Promover o sono no dia a dia da família
- Horários de deitar estáveis: nos dias de semana, tentar manter horas semelhantes para ir para a cama e levantar-se, mesmo que ao fim de semana se possa dormir um pouco mais.
- Zona sem aparelhos na cama: o telemóvel, o tablet e o computador portátil devem, idealmente, ficar fora do quarto durante a noite.
- Abrandar antes da noite: pelo menos 30 a 60 minutos antes de dormir, evitar vídeos curtos e conversas agitadas, optando por atividades mais calmas, como ler ou ouvir música.
- Luz e ambiente: luz mais ténue à noite, um quarto mais fresco e o menos ruído possível facilitam o adormecer.
É útil que os pais não se limitem a impor regras, mas falem abertamente sobre o tema: porque é que o sono é importante, como a fadiga afeta o humor e o desempenho, e onde estão os limites de estar online permanentemente.

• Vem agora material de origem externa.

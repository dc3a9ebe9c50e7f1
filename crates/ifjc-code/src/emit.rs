//! One typed constructor function per IFJ-code mnemonic family (§4.5A),
//! so the parser never hand-formats an instruction line with `format!`
//! scattered through its statement/expression handling.

use crate::operand::Operand;

/// Fixed first line of every emitted program.
pub const HEADER: &str = ".IFJcode21";

pub fn defvar(var: &Operand) -> String {
    format!("DEFVAR {var}")
}

pub fn mov(dst: &Operand, src: &Operand) -> String {
    format!("MOVE {dst} {src}")
}

pub fn pushframe() -> String {
    "PUSHFRAME".into()
}

pub fn popframe() -> String {
    "POPFRAME".into()
}

pub fn createframe() -> String {
    "CREATEFRAME".into()
}

pub fn pushs(op: &Operand) -> String {
    format!("PUSHS {op}")
}

pub fn pops(var: &Operand) -> String {
    format!("POPS {var}")
}

pub fn clears() -> String {
    "CLEARS".into()
}

macro_rules! nullary {
    ($name:ident, $mnemonic:literal) => {
        pub fn $name() -> String {
            $mnemonic.into()
        }
    };
}

nullary!(adds, "ADDS");
nullary!(subs, "SUBS");
nullary!(muls, "MULS");
nullary!(divs, "DIVS");
nullary!(idivs, "IDIVS");
nullary!(concats, "CONCATS");
nullary!(int2floats, "INT2FLOATS");
nullary!(float2ints, "FLOAT2INTS");
nullary!(lts, "LTS");
nullary!(gts, "GTS");
nullary!(eqs, "EQS");
nullary!(returns, "RETURN");
// Stack-form remainder, power, and boolean negation: the source
// language's operator set (§4.4) needs these three beyond the core
// arithmetic/relational family, added here in the same `FOOS`
// stack-instruction naming convention rather than inventing a
// differently-shaped mnemonic.
nullary!(mods, "MODS");
nullary!(pows, "POWS");
nullary!(nots, "NOTS");

pub fn jumpifeqs(label: &str) -> String {
    format!("JUMPIFEQS {label}")
}

pub fn jumpifneqs(label: &str) -> String {
    format!("JUMPIFNEQS {label}")
}

pub fn label(name: &str) -> String {
    format!("LABEL {name}")
}

pub fn jump(label: &str) -> String {
    format!("JUMP {label}")
}

pub fn jumpifeq(label: &str, a: &Operand, b: &Operand) -> String {
    format!("JUMPIFEQ {label} {a} {b}")
}

pub fn jumpifneq(label: &str, a: &Operand, b: &Operand) -> String {
    format!("JUMPIFNEQ {label} {a} {b}")
}

pub fn call(name: &str) -> String {
    format!("CALL {name}")
}

pub fn read(dst: &Operand, type_code: &str) -> String {
    format!("READ {dst} {type_code}")
}

pub fn write(op: &Operand) -> String {
    format!("WRITE {op}")
}

pub fn strlen(dst: &Operand, src: &Operand) -> String {
    format!("STRLEN {dst} {src}")
}

pub fn getchar(dst: &Operand, s: &Operand, i: &Operand) -> String {
    format!("GETCHAR {dst} {s} {i}")
}

pub fn setchar(dst: &Operand, i: &Operand, c: &Operand) -> String {
    format!("SETCHAR {dst} {i} {c}")
}

pub fn int2char(dst: &Operand, src: &Operand) -> String {
    format!("INT2CHAR {dst} {src}")
}

pub fn stri2int(dst: &Operand, s: &Operand, i: &Operand) -> String {
    format!("STRI2INT {dst} {s} {i}")
}

#[cfg(test)]
mod tests {
    use super::*;

    #[test]
    fn defvar_and_move_render_expected_syntax() {
        let x = Operand::local("x$0");
        assert_eq!(defvar(&x), "DEFVAR LF@x$0");
        assert_eq!(mov(&x, &Operand::int(1)), "MOVE LF@x$0 int@1");
    }

    #[test]
    fn nullary_family_has_no_operands() {
        assert_eq!(adds(), "ADDS");
        assert_eq!(concats(), "CONCATS");
    }

    #[test]
    fn control_flow_mnemonics_take_a_label() {
        assert_eq!(label("else_0"), "LABEL else_0");
        assert_eq!(jump("end_0"), "JUMP end_0");
    }

    #[test]
    fn write_takes_a_single_operand() {
        assert_eq!(write(&Operand::string("hi")), "WRITE string@hi");
    }
}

O que as escolas e a política podem desencadear
Ao nível das escolas, a questão passa por mudanças estruturais. Os especialistas referem com frequência três pontos:
- Início das aulas mais tardio - sobretudo nas escolas secundárias.
- Esclarecimento sobre o sono no âmbito da educação para a saúde ou para os média.

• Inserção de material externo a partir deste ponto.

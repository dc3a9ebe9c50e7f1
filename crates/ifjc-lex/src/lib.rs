//! ifjc-lex — the lexical analyzer.
//!
//! A deterministic finite-state scanner with one-token lookahead over a
//! byte-oriented char source, producing the tagged token stream the
//! top-down and precedence parsers consume (§4.1). Split into a cursor
//! plus a modular `lexer/` directory, one file per token family,
//! generalized to this compiler's fixed token taxonomy and escape/
//! number grammar.

pub mod cursor;
pub mod lexer;
pub mod token;

pub use cursor::Cursor;
pub use lexer::Lexer;
pub use token::{Token, TokenKind, KEYWORDS};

- Gestão consciente da pressão para ter resultados, da densidade de testes e da carga de trabalhos de casa.
As escolas que adiaram a hora de entrada relatam não só alunos e alunas mais descansados. Também se verificam, em alguns casos, menos faltas, menos acidentes no caminho para a escola e menos problemas disciplinares. Estes resultados mostram que o sono não é uma “questão privada” de famílias individuais, mas sim uma questão das condições de aprendizagem e de trabalho.
Porque é que os adolescentes são tão vulneráveis à falta de sono
Vários fatores tornam os adolescentes particularmente sensíveis a noites encurtadas. Além do deslocamento biológico do seu ritmo de sono, a própria fase de desenvolvimento tem peso: relações, identidade e expectativas de desempenho estão tudo ao mesmo tempo sob pressão.
| Fator | Efeito sobre o sono |
|---|---|
| Puberdade e hormonas | Deslocam a sensação de sonolência para mais tarde, tornando o adormecer mais tardio. |
| Redes sociais | Criam a sensação de que é preciso estar sempre disponível, reforçando a comparação e o stress. |
| Pressão escolar e de desempenho | As preocupações e a ruminação prolongam a fase de adormecer e tornam o sono mais superficial. |
| Atividades de lazer à noite | Desporto, passatempos ou trabalhos em part-time empurram os trabalhos de casa e o descanso para mais tarde. |
Quando vários destes fatores se juntam, o ritmo de sono desloca-se facilmente e de forma permanente para mais tarde. Quem depois tem de continuar a levantar-se cedo acaba por viver, de certa forma, com um mini-jet lag constante.
Um olhar para a frente: pequenos passos, grande impacto
O sono não é um projeto de luxo que se trata apenas quando “tudo o resto já está resolvido”. Precisamente entre os 13 anos e o início dos 20, muito está em jogo: decisões escolares, estabilidade psicológica, desenvolvimento físico. Dormir o suficiente funciona como uma espécie de seguro de base para que este processo decorra com alguma estabilidade.
Para os adolescentes, pode ser útil fazer uma revisão honesta do próprio quotidiano: quantas horas passo ao telemóvel à noite? Quantas vezes durmo menos de sete horas durante a semana? Onde poderia ganhar mais 30 minutos de sono? Não é preciso um plano perfeito, mas sim passos concretos e pequenos - muitas vezes isso basta para mudar a direção.
Os pais e os professores também beneficiam de um olhar mais aberto: a fadiga constante, a irritabilidade ou uma quebra súbita no rendimento não têm de ser apenas “preguiça” ou “puberdade”. Por vezes, por detrás disso, existe simplesmente um défice de sono massivo. Quem o reconhece consegue ajustar melhor os fatores certos antes de os dias cansados se transformarem em crises reais.